德慶班是京城裡最大,也是最有名的班子,雖然時間倉促了一些,但是以謝葭的眼光來看,這班子裡還是不乏好些真正有功底的藝術家,又有比較好的環境,因此還是很快吧袁夫人指定的那幾場排了出來。

此外,太夫人堅持請德慶班。因為她還有些憂心……在宮裡,在皇上的眼皮子底下,衛淑妃竟然公然從宮外召喚戲子進宮聽戲……到底是為什麼呢?

雖說,她現在是宮中位份最高的妃子,也代掌鳳印,難道她真有了想要登上後座的心思?衛太夫人不禁暗暗嘆氣,到底還是太年輕,沉不住氣!再怎麼樣,還沒有復位卻已經搬回了原宮的宋氏還是排在她前面的!

何況,那宋氏和皇后雖然說是死對頭,可到底是陪蕭後走過她人生中最後一段時光的人……宋氏秉性溫良,就算政治立場不同,蕭後去了以後,卻也傷心欲絕,自動披麻戴孝,想要為蕭後守陵三月。是今上親自把她接了回去,並讓她住回原殿的。又有其妹宋美人輔佐。

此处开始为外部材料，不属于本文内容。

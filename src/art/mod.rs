/// Animated "art" scenes driven by normalized indicators.
///
/// Each scene owns its own state and advances one frame per [`Scene::step`].
/// [`Scene::sprites`] turns the current state into drawable primitives in a
/// fixed world box of `[-10, 10] × [-8, 8]`; the UI only paints them.
use eframe::egui::Color32;
use rand::SeedableRng;
use rand::rngs::StdRng;
use rand_distr::{Distribution, Normal};

use crate::data::model::IndicatorDataset;
use crate::data::normalize::NormalizedDataset;

pub mod energy;
pub mod flow;
pub mod galaxy;
pub mod particle;
pub mod spiral;
pub mod wave;

pub const WORLD_X: (f64, f64) = (-10.0, 10.0);
pub const WORLD_Y: (f64, f64) = (-8.0, 8.0);
/// Standard deviation of the scatter around the spiral curves.
pub const SPIRAL_JITTER: f64 = 0.3;

// ---------------------------------------------------------------------------
// Modes
// ---------------------------------------------------------------------------

#[derive(Debug, Clone, Copy, PartialEq, Eq, Default)]
pub enum ArtMode {
    #[default]
    Galaxy,
    Particle,
    Wave,
    EnergyField,
    Flow,
    SpiralArms,
}

impl ArtMode {
    pub const ALL: [ArtMode; 6] = [
        ArtMode::Galaxy,
        ArtMode::Particle,
        ArtMode::Wave,
        ArtMode::EnergyField,
        ArtMode::Flow,
        ArtMode::SpiralArms,
    ];

    pub fn label(self) -> &'static str {
        match self {
            ArtMode::Galaxy => "🌌 Galaxy",
            ArtMode::Particle => "✨ Particle",
            ArtMode::Wave => "🌊 Wave",
            ArtMode::EnergyField => "⚡ Energy Field",
            ArtMode::Flow => "Particle Flow",
            ArtMode::SpiralArms => "Spiral Arms",
        }
    }

    pub fn title(self) -> &'static str {
        match self {
            ArtMode::Galaxy => "Galaxy Mode",
            ArtMode::Particle => "Enhanced Particle Mode",
            ArtMode::Wave => "Wave Mode",
            ArtMode::EnergyField => "Energy Field Mode",
            ArtMode::Flow => "Particle Flow",
            ArtMode::SpiralArms => "Water Quality Galaxy",
        }
    }

    /// Whether the scene shows one selected indicator rather than all of them.
    pub fn uses_indicator(self) -> bool {
        !matches!(self, ArtMode::Flow | ArtMode::SpiralArms)
    }
}

// ---------------------------------------------------------------------------
// Drawable primitives
// ---------------------------------------------------------------------------

#[derive(Debug, Clone, Copy, PartialEq, Eq)]
pub enum MarkerShape {
    Circle,
    Star,
}

/// A scatter point. `size` is an area in square points, as in a scatter plot.
#[derive(Debug, Clone, PartialEq)]
pub struct Marker {
    pub pos: [f64; 2],
    pub size: f64,
    pub fill: Color32,
    pub edge: Option<(Color32, f32)>,
    pub shape: MarkerShape,
}

impl Marker {
    pub fn circle(pos: [f64; 2], size: f64, fill: Color32) -> Self {
        Marker {
            pos,
            size,
            fill,
            edge: None,
            shape: MarkerShape::Circle,
        }
    }

    pub fn with_edge(mut self, color: Color32, width: f32) -> Self {
        self.edge = Some((color, width));
        self
    }

    /// Screen radius in points.
    pub fn radius(&self) -> f32 {
        (self.size.max(0.0).sqrt() / 2.0) as f32
    }
}

#[derive(Debug, Clone, PartialEq)]
pub struct Polyline {
    pub points: Vec<[f64; 2]>,
    pub color: Color32,
    pub width: f32,
    pub dashed: bool,
}

/// A filled disc with a radius in world units.
#[derive(Debug, Clone, PartialEq)]
pub struct Disc {
    pub center: [f64; 2],
    pub radius: f64,
    pub color: Color32,
}

#[derive(Debug, Clone, PartialEq)]
pub struct Label {
    pub pos: [f64; 2],
    pub text: String,
    pub color: Color32,
    pub size: f32,
}

/// Everything needed to paint one frame, back to front.
#[derive(Debug, Clone, Default)]
pub struct Sprites {
    pub discs: Vec<Disc>,
    pub lines: Vec<Polyline>,
    pub markers: Vec<Marker>,
    pub labels: Vec<Label>,
    pub legend: Vec<(String, Color32)>,
}

// ---------------------------------------------------------------------------
// Scene
// ---------------------------------------------------------------------------

/// What a scene is built from.
pub struct SceneInput<'a> {
    pub dataset: &'a IndicatorDataset,
    pub normalized: &'a NormalizedDataset,
    /// Selected indicator for single-indicator modes.
    pub indicator: &'a str,
}

impl SceneInput<'_> {
    /// Raw and normalized values of the selected indicator.
    fn selected(&self) -> Option<(&[f64], &[f64])> {
        let raw = self.dataset.indicator(self.indicator)?;
        let norm = self.normalized.get(self.indicator)?;
        Some((&raw.values, norm))
    }
}

#[derive(Debug, Clone)]
pub enum Scene {
    Galaxy(galaxy::GalaxyScene),
    Particle(particle::ParticleScene),
    Wave(wave::WaveScene),
    EnergyField(energy::EnergyScene),
    Flow(flow::FlowScene),
    SpiralArms(spiral::SpiralScene),
}

impl Scene {
    /// Build a scene at frame 0. Randomness is drawn from `seed` only, so the
    /// same input and seed give the same scene.
    ///
    /// Returns `None` when the selected indicator is unknown or has no rows.
    pub fn new(mode: ArtMode, input: &SceneInput<'_>, seed: u64) -> Option<Self> {
        let mut rng = StdRng::seed_from_u64(seed);
        let noise = jitter(SPIRAL_JITTER)?;
        let scene = match mode {
            ArtMode::Flow => Scene::Flow(flow::FlowScene::new(input.normalized)?),
            ArtMode::SpiralArms => {
                Scene::SpiralArms(spiral::SpiralScene::new(input.normalized, &noise, &mut rng)?)
            }
            _ => {
                let (raw, norm) = input.selected()?;
                if norm.is_empty() {
                    return None;
                }
                let color = crate::color::indicator_color(input.indicator);
                match mode {
                    ArtMode::Galaxy => {
                        Scene::Galaxy(galaxy::GalaxyScene::new(raw, norm, color, &noise, &mut rng))
                    }
                    ArtMode::Particle => {
                        Scene::Particle(particle::ParticleScene::new(norm, color, &mut rng))
                    }
                    ArtMode::Wave => Scene::Wave(wave::WaveScene::new(norm, color)),
                    _ => Scene::EnergyField(energy::EnergyScene::new(raw, norm, color)),
                }
            }
        };
        Some(scene)
    }

    pub fn mode(&self) -> ArtMode {
        match self {
            Scene::Galaxy(_) => ArtMode::Galaxy,
            Scene::Particle(_) => ArtMode::Particle,
            Scene::Wave(_) => ArtMode::Wave,
            Scene::EnergyField(_) => ArtMode::EnergyField,
            Scene::Flow(_) => ArtMode::Flow,
            Scene::SpiralArms(_) => ArtMode::SpiralArms,
        }
    }

    pub fn frame(&self) -> usize {
        match self {
            Scene::Galaxy(s) => s.frame,
            Scene::Particle(s) => s.frame,
            Scene::Wave(s) => s.frame,
            Scene::EnergyField(s) => s.frame,
            Scene::Flow(s) => s.frame,
            Scene::SpiralArms(s) => s.frame,
        }
    }

    /// Advance one animation frame.
    pub fn step(&mut self) {
        match self {
            Scene::Galaxy(s) => s.frame += 1,
            Scene::Particle(s) => s.step(),
            Scene::Wave(s) => s.frame += 1,
            Scene::EnergyField(s) => s.frame += 1,
            Scene::Flow(s) => s.frame += 1,
            Scene::SpiralArms(s) => s.frame += 1,
        }
    }

    pub fn sprites(&self) -> Sprites {
        match self {
            Scene::Galaxy(s) => s.sprites(),
            Scene::Particle(s) => s.sprites(),
            Scene::Wave(s) => s.sprites(),
            Scene::EnergyField(s) => s.sprites(),
            Scene::Flow(s) => s.sprites(),
            Scene::SpiralArms(s) => s.sprites(),
        }
    }
}

// ---------------------------------------------------------------------------
// Shared helpers
// ---------------------------------------------------------------------------

/// `k` indices spread evenly over `0..n`, truncated like an integer linspace.
pub fn sample_indices(n: usize, k: usize) -> Vec<usize> {
    match (n, k) {
        (0, _) | (_, 0) => Vec::new(),
        (_, 1) => vec![0],
        _ => (0..k).map(|i| i * (n - 1) / (k - 1)).collect(),
    }
}

/// `k` evenly spaced values over `[start, end]`, both ends included.
pub fn linspace(start: f64, end: f64, k: usize) -> Vec<f64> {
    match k {
        0 => Vec::new(),
        1 => vec![start],
        _ => {
            let step = (end - start) / (k - 1) as f64;
            (0..k).map(|i| start + i as f64 * step).collect()
        }
    }
}

/// Zero-mean normal noise. `None` (and a warning) for a negative or
/// non-finite standard deviation.
pub fn jitter(std_dev: f64) -> Option<Normal<f64>> {
    Normal::new(0.0, std_dev)
        .inspect_err(|e| log::warn!("Invalid jitter {std_dev}: {e}"))
        .ok()
}

/// A point offset by independent noise on both axes.
pub fn scatter([x, y]: [f64; 2], noise: &Normal<f64>, rng: &mut StdRng) -> [f64; 2] {
    [x + noise.sample(rng), y + noise.sample(rng)]
}

/// Rotate a point about the origin.
pub fn rotate([x, y]: [f64; 2], angle: f64) -> [f64; 2] {
    let (sin, cos) = angle.sin_cos();
    [x * cos - y * sin, x * sin + y * cos]
}

/// Linear-interpolated percentile, `q` in `[0, 100]`.
pub fn percentile(values: &[f64], q: f64) -> f64 {
    if values.is_empty() {
        return f64::NAN;
    }
    let mut sorted = values.to_vec();
    sorted.sort_by(f64::total_cmp);
    let pos = (q / 100.0).clamp(0.0, 1.0) * (sorted.len() - 1) as f64;
    let lo = pos.floor() as usize;
    let hi = pos.ceil() as usize;
    sorted[lo] + (sorted[hi] - sorted[lo]) * (pos - lo as f64)
}

pub fn mean(values: &[f64]) -> f64 {
    if values.is_empty() {
        return 0.0;
    }
    values.iter().sum::<f64>() / values.len() as f64
}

再說了,今上恐怕並不會欣賞太強勢的女人——在他心中,這樣的女人,有一個蕭後就夠了。反而是宋氏這樣的女人,可能和他相安無事一生。

怎麼看,性格尖銳的衛淑妃,恐怕都沒有什麼機會。若是國喪剛過,這個時候她就蠢蠢欲動,恐怕……會沒有什麼好果子吃。

衛太夫人不但憂心這個,更擔心衛家那些被榮華富貴迷了眼的宗親……恐怕到時候會力圖讓衛淑妃登上後位。